- Born: 28 December 2003 (age 22) Geneva, Switzerland

Names
- Vittoria Cristina Adelaide Chiara Maria di Savoia
- House: Savoy
- Father: Emanuele Filiberto, Prince of Venice
- Mother: Clotilde Courau
- Religion: Catholicism

= Princess Vittoria of Savoy =

Member of the House of Savoy (born 2003)

Princess Vittoria of Savoy (Vittoria Cristina Adelaide Chiara Maria di Savoia; born 28 December 2003) is the daughter and heir apparent to Emanuele Filiberto of Savoy, Prince of Venice, who is a claimant to the headship of the House of Savoy.

As the succession laws of the House of Savoy only permitted males to succeed in their domains, a woman succeeding to the headship of the House of Savoy is unprecedented. In 2019, Vittorio Emanuele, Vittoria's grandfather, proclaimed that the laws of the House of Savoy were to be changed, and Vittoria was placed as second in line to the headship of the house of Savoy, behind her father.

Vittoria is the first female member of the Supreme Order of the Most Holy Annunciation, which was established in 1362.

==Early life and family==
Vittoria was born on 28 December 2003 in Geneva, Switzerland. Her father Emanuele Filiberto, Prince of Venice was then the disputed heir apparent to the Italian throne and her mother Clotilde Courau is a French actress. Her younger sister Luisa was born in 2006. She is the granddaughter of Vittorio Emanuele, Prince of Naples, the disputed head of the House of Savoy, and his wife Marina Doria. Her great-grandfather, King Umberto II was the last King of Italy before the monarchy was abolished in a 1946 referendum. Her great-grandmother was Marie-José of Belgium, the last Queen of Italy.

=== Baptism ===
She was baptized on 30 May 2004 by cardinal Giovanni Cheli at the Basilica of San Francesco d'Assisi in Assisi. Her godparents were Ottavio Mazzola and Roberta Fabbri. The baby wore the baptismal gown that had been worn by her great-great-grandfather King Vittorio Emanuele III at his baptism on 30 November 1869. Among the guests were Prince Albert of Monaco, Princess Maria Beatrice of Savoy, Prince Sergius of Yugoslavia and Princess Mafalda of Hesse, granddaughter of Princess Mafalda of Savoy. The parents selected Assisi in light of its symbolism of peace.

==Later life and education==
Vittoria briefly lived in Switzerland and Italy, but grew up in Paris where she got her baccalauréat in 2021.

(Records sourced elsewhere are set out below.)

use mongodb::Client;
use std::time::Instant;

use super::connector::ping;

/// Health check status for MongoDB
#[derive(Debug, Clone)]
pub struct HealthStatus {
    pub healthy: bool,
    /// Error details when unhealthy
    pub message: Option<String>,
    pub response_time_ms: u64,
}

/// Ping with timing and error details.
pub async fn check_health_detailed(client: &Client) -> HealthStatus {
    let start = Instant::now();
    let result = ping(client).await;
    let response_time_ms = u64::try_from(start.elapsed().as_millis()).unwrap_or(u64::MAX);

    HealthStatus {
        healthy: result.is_ok(),
        message: result.err().map(|e| e.to_string()),
        response_time_ms,
    }
}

Afterwards she settled in London to study politics, but dropped out college after a few months, and instead worked as waitress in a pub, in the Thaddaeus Ropac London Gallery, and briefly as a model, most notably by doing shooting for the spanish magazine Yo Dona in 2024, and as the spokesmodel for the Marmo collection of Pucci on 4 April 2025 in Portofino.

==Acting career==
With those jobs, she earned enough money to pay the tuition to take acting classes.

In May 2025, she began her acting career by shooting two episodes of the French TV series La Mère et l'Assassin, which was released on 11 January 2026.

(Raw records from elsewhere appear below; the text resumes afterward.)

use crate::{env_or_default, env_parse_or, ConfigError, FromEnv};
use std::net::Ipv4Addr;
use std::time::Duration;

/// HTTP listener settings
#[derive(Clone, Debug)]
pub struct ServerConfig {
    pub host: String,
    pub port: u16,
    /// How long shutdown cleanup may run before the process exits anyway
    pub shutdown_timeout: Duration,
}

impl ServerConfig {
    pub fn new(host: String, port: u16) -> Self {
        Self {
            host,
            port,
            ..Self::default()
        }
    }

    /// Get the server address as "host:port"
    pub fn address(&self) -> String {
        format!("{}:{}", self.host, self.port)
    }
}

impl FromEnv for ServerConfig {
    /// - HOST: defaults to 0.0.0.0
    /// - PORT: defaults to 8080
    /// - SHUTDOWN_TIMEOUT_SECS: defaults to 30
    fn from_env() -> Result<Self, ConfigError> {
        let host = env_or_default("HOST", &Ipv4Addr::UNSPECIFIED.to_string());
        let port = env_parse_or("PORT", 8080u16)?;
        let shutdown_timeout = Duration::from_secs(env_parse_or("SHUTDOWN_TIMEOUT_SECS", 30u64)?);

        Ok(Self {
            host,
            port,
            shutdown_timeout,
        })
    }
}

impl Default for ServerConfig {
    fn default() -> Self {
        Self {
            host: Ipv4Addr::UNSPECIFIED.to_string(),
            port: 8080,
            shutdown_timeout: Duration::from_secs(30),
        }
    }
}
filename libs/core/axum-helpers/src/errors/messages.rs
//! Fixed phrases used in error bodies.

/// `error` phrase of a validation failure body
pub const VALIDATION_ERROR: &str = "Validation error";

/// `message` of a validation failure body
pub const VALIDATION_FAILED: &str = "Error on validation attributes";

/// `message` returned in place of internal error details
pub const INTERNAL_ERROR: &str = "An unexpected error occurred";
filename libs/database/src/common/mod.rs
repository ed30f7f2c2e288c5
//! Common utilities shared across all database implementations

pub mod error;
pub mod retry;

pub use error::{DatabaseError, DatabaseResult};
pub use retry::{RetryConfig, retry, retry_with_backoff};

In 2025, she also got the lead role in the French movie Toi+moi, which was released on Amazon Prime Video on 18 September 2026.

==Succession==

In 2019 Vittoria's grandfather, Vittorio Emanuele, Prince of Naples, changed the rules of succession which previously only allowed males to be the heir to the throne. Under the rule changes, Vittoria, as the firstborn child of her father, will one day succeed him as the disputed head of the House of Savoy. Her parents had never produced a male heir but had two daughters. Despite being the disputed heir to the now-defunct Italian throne, she lives in Paris in neighbouring France. The current line of succession within the House of Savoy is disputed by Prince Aimone, 6th Duke of Aosta., a descendant of Victor Emmanuel II's younger son, Amadeo I of Spain. The origins of the dispute stem from Vittorio Emanuele, Prince of Naples's marriage to Marina Doria, which Aimone's father, Amadeo claimed was done without the permission of Umberto II, therefore excluding Vittorio Emanuele and all of his descendants from succeeding to the headship of the House of Savoy.

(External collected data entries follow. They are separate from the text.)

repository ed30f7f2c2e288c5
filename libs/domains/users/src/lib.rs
//! Users Domain
//!
//! CRUD for the `User` resource backed by MongoDB.
//!
//! # Architecture
//!
//! ```text
//! ┌─────────────┐
//! │  Handlers   │  ← HTTP endpoints, request validation
//! └──────┬──────┘
//!        │
//! ┌──────▼──────┐
//! │   Service   │  ← Not-found handling, update/delete orchestration
//! └──────┬──────┘
//!        │
//! ┌──────▼──────┐
//! │ Repository  │  ← Trait + MongoDB and in-memory implementations
//! └──────┬──────┘
//!        │
//! ┌──────▼──────┐
//! │   Models    │  ← Entity, DTOs, mapper
//! └─────────────┘
//! ```
//!
//! # Usage
//!
//! ```rust,no_run
//! use axum::Router;
//! use domain_users::{handlers, MongoUserRepository, UserService};
//! use mongodb::Client;
//!
//! # async fn example() -> Result<(), Box<dyn std::error::Error>> {
//! let client = Client::with_uri_str("mongodb://localhost:27017").await?;
//! let repository = MongoUserRepository::new(client.database("app"));
//! repository.ensure_indexes().await?;
//!
//! let app: Router = Router::new().nest("/users", handlers::router(UserService::new(repository)));
//! # Ok(())
//! # }
//! ```

pub mod error;
pub mod handlers;
pub mod mapper;
pub mod memory;
pub mod models;
pub mod mongodb;
pub mod repository;
pub mod service;
mod validation;

pub use error::{UserError, UserResult};
pub use handlers::ApiDoc;
pub use memory::InMemoryUserRepository;
pub use models::{EMAIL_INDEX, User, UserRequest, UserResponse};
pub use mongodb::MongoUserRepository;
pub use repository::UserRepository;
pub use service::UserService;
pub use validation::{INVALID_EMAIL, NAME_SIZE, NAME_TRIMMED, NOT_BLANK};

In June 2023, her father Emanuele Filiberto, Prince of Venice announced he would renounce his claim as disputed heir apparent in favour of Vittoria, however he has yet to formally do so. If he does, that would make Vittoria the claimed Duchess of Savoy and disputed head of the House of Savoy pretender to the throne of Italy.

On 8 October 2023, she was made a member of the Supreme Order of the Most Holy Annunciation, being the first female ever to be admitted into the order, which was established in 1362.

==Honours==
- House of Savoy: Knight of the Supreme Order of the Most Holy Annunciation (06/10/2023)
- House of Savoy: Knight Grand Cross of the Royal Order of Saints Maurice and Lazarus (2021)
- Sovereign Military Order of Malta: Knight Grand Cross of the Order of Merit (27/09/2023)
- House of Orleans-Braganza (Petropolis Branch): Grand Cross Effective of the Imperial Order of the Rose (2025)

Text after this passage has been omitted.